* _Action item_
The required output is the lines below from the line containing "pub fn is_expired(&self, now: DateTime<Utc>)" to the line containing "if self.badgeclass_id.is_some_and(|id| id", inclusive, retyped exactly. No other lines belong in it.

* * * * * * *

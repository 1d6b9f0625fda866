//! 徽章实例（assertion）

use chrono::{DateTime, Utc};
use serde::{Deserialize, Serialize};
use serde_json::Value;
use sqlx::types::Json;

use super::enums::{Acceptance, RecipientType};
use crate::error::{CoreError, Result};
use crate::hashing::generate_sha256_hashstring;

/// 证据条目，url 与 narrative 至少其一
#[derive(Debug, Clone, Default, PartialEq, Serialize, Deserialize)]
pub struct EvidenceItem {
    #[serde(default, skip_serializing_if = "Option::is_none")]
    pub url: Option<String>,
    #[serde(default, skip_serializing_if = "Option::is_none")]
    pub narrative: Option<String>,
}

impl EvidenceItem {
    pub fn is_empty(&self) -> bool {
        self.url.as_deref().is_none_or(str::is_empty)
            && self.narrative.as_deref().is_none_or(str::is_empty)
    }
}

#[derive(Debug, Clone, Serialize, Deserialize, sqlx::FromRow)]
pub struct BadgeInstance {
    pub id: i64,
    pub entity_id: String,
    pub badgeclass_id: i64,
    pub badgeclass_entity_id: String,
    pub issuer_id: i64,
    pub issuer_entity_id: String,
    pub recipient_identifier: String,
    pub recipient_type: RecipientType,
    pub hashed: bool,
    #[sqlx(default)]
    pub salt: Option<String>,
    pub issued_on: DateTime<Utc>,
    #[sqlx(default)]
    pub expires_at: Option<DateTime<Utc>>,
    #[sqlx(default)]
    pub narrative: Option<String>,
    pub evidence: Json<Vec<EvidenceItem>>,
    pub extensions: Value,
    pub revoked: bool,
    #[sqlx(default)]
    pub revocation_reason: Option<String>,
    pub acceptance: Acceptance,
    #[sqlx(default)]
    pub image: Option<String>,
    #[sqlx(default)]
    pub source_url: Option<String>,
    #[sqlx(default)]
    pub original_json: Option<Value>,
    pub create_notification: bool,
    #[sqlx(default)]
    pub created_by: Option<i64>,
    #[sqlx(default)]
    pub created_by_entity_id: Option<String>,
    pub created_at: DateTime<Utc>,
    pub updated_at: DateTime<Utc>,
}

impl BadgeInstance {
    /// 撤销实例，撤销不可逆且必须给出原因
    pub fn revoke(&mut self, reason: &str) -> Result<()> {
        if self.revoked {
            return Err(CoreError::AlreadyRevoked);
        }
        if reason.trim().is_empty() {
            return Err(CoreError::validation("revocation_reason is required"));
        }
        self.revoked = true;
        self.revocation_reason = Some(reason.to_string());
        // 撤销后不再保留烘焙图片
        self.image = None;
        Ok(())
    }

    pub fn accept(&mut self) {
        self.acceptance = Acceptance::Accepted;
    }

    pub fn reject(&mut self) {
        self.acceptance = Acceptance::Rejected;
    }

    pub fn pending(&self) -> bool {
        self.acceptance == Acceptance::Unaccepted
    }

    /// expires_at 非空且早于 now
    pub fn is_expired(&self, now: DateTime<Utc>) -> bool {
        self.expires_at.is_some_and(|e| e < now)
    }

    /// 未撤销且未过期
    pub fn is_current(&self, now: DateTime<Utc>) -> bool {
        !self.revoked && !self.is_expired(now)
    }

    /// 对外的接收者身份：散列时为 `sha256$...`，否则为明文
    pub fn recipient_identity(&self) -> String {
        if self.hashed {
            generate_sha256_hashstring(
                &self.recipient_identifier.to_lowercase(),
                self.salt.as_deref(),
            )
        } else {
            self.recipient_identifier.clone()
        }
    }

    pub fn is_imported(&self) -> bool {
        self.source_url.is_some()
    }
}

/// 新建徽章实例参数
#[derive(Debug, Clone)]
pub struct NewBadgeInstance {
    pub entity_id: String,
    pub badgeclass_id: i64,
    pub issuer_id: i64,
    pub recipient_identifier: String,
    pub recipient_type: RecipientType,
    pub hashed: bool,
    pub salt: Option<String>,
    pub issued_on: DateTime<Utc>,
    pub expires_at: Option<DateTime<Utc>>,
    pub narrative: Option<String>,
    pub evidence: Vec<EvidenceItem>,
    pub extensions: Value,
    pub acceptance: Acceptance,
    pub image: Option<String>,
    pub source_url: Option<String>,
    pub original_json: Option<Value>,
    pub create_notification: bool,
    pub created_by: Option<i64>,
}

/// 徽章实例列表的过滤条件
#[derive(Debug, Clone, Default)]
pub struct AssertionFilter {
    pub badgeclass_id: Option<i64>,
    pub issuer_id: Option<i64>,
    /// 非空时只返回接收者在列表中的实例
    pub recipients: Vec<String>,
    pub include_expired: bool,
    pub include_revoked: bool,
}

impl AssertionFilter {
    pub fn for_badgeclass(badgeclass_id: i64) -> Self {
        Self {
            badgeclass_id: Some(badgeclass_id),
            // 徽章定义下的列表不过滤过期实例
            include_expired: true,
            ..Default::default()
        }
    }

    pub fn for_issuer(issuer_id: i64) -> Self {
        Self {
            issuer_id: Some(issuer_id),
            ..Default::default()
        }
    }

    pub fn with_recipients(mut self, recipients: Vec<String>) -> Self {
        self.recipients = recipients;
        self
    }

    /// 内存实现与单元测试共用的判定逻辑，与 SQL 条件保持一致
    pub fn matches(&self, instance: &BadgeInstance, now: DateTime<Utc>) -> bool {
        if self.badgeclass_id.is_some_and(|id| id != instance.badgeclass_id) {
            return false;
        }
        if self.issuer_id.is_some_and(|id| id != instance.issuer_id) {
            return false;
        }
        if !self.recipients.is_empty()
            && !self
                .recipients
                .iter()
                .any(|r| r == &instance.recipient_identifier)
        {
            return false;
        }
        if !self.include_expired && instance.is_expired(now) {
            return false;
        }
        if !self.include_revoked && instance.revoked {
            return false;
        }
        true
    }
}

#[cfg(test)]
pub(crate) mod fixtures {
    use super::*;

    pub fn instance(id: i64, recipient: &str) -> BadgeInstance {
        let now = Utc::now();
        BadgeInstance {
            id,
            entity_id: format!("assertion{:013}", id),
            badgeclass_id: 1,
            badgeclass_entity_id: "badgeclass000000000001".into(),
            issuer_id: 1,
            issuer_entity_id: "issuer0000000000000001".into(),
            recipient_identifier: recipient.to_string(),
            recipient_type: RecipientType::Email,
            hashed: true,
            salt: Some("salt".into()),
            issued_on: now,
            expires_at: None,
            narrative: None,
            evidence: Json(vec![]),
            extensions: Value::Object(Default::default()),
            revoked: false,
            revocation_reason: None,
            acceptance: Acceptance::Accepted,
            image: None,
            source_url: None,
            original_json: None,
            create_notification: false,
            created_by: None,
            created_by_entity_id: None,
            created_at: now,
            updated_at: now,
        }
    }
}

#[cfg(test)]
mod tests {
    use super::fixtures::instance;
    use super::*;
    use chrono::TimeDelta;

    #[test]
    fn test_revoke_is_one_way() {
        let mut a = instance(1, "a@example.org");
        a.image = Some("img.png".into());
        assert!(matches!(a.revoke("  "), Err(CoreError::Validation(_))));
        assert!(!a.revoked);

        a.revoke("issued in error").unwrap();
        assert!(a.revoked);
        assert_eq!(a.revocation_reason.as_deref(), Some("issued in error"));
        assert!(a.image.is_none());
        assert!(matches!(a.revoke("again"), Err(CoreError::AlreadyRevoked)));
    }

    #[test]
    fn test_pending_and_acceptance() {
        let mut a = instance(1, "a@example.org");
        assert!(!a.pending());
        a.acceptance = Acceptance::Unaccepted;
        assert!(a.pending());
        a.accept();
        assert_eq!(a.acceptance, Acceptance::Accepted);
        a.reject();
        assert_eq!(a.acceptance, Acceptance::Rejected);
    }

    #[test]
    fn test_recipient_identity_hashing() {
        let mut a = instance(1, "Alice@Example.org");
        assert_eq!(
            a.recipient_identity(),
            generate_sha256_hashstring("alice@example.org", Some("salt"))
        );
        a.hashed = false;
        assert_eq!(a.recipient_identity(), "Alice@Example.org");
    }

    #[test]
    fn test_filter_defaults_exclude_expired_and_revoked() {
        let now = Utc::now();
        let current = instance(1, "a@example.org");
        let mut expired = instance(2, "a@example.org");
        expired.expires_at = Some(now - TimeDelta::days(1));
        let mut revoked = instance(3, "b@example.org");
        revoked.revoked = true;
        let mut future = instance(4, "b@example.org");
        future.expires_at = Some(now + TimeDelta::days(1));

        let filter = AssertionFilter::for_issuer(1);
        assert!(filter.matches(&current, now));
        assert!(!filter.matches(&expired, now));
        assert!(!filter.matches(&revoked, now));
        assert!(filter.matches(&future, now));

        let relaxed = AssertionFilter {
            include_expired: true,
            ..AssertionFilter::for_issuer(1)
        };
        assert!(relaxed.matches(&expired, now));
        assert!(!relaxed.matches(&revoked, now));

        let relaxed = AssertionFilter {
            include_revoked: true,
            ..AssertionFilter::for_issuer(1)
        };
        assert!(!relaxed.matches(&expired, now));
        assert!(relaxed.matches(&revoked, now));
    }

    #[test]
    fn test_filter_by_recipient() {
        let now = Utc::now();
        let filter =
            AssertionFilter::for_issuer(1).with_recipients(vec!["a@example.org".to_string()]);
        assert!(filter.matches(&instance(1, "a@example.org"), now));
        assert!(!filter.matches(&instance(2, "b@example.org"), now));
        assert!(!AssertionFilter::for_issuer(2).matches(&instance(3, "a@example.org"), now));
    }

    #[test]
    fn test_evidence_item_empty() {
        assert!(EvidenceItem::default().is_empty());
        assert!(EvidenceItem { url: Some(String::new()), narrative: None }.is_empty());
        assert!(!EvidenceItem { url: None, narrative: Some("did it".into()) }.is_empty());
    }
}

* * * * * * *

* _Answer box_
    pub fn is_expired(&self, now: DateTime<Utc>) -> bool {
        self.expires_at.is_some_and(|e| e < now)
    }

    /// 未撤销且未过期
    pub fn is_current(&self, now: DateTime<Utc>) -> bool {
        !self.revoked && !self.is_expired(now)
    }

    /// 对外的接收者身份：散列时为 `sha256$...`，否则为明文
    pub fn recipient_identity(&self) -> String {
        if self.hashed {
            generate_sha256_hashstring(
                &self.recipient_identifier.to_lowercase(),
                self.salt.as_deref(),
            )
        } else {
            self.recipient_identifier.clone()
        }
    }

    pub fn is_imported(&self) -> bool {
        self.source_url.is_some()
    }
}

/// 新建徽章实例参数
#[derive(Debug, Clone)]
pub struct NewBadgeInstance {
    pub entity_id: String,
    pub badgeclass_id: i64,
    pub issuer_id: i64,
    pub recipient_identifier: String,
    pub recipient_type: RecipientType,
    pub hashed: bool,
    pub salt: Option<String>,
    pub issued_on: DateTime<Utc>,
    pub expires_at: Option<DateTime<Utc>>,
    pub narrative: Option<String>,
    pub evidence: Vec<EvidenceItem>,
    pub extensions: Value,
    pub acceptance: Acceptance,
    pub image: Option<String>,
    pub source_url: Option<String>,
    pub original_json: Option<Value>,
    pub create_notification: bool,
    pub created_by: Option<i64>,
}

/// 徽章实例列表的过滤条件
#[derive(Debug, Clone, Default)]
pub struct AssertionFilter {
    pub badgeclass_id: Option<i64>,
    pub issuer_id: Option<i64>,
    /// 非空时只返回接收者在列表中的实例
    pub recipients: Vec<String>,
    pub include_expired: bool,
    pub include_revoked: bool,
}

impl AssertionFilter {
    pub fn for_badgeclass(badgeclass_id: i64) -> Self {
        Self {
            badgeclass_id: Some(badgeclass_id),
            // 徽章定义下的列表不过滤过期实例
            include_expired: true,
            ..Default::default()
        }
    }

    pub fn for_issuer(issuer_id: i64) -> Self {
        Self {
            issuer_id: Some(issuer_id),
            ..Default::default()
        }
    }

    pub fn with_recipients(mut self, recipients: Vec<String>) -> Self {
        self.recipients = recipients;
        self
    }

    /// 内存实现与单元测试共用的判定逻辑，与 SQL 条件保持一致
    pub fn matches(&self, instance: &BadgeInstance, now: DateTime<Utc>) -> bool {
        if self.badgeclass_id.is_some_and(|id| id != instance.badgeclass_id) {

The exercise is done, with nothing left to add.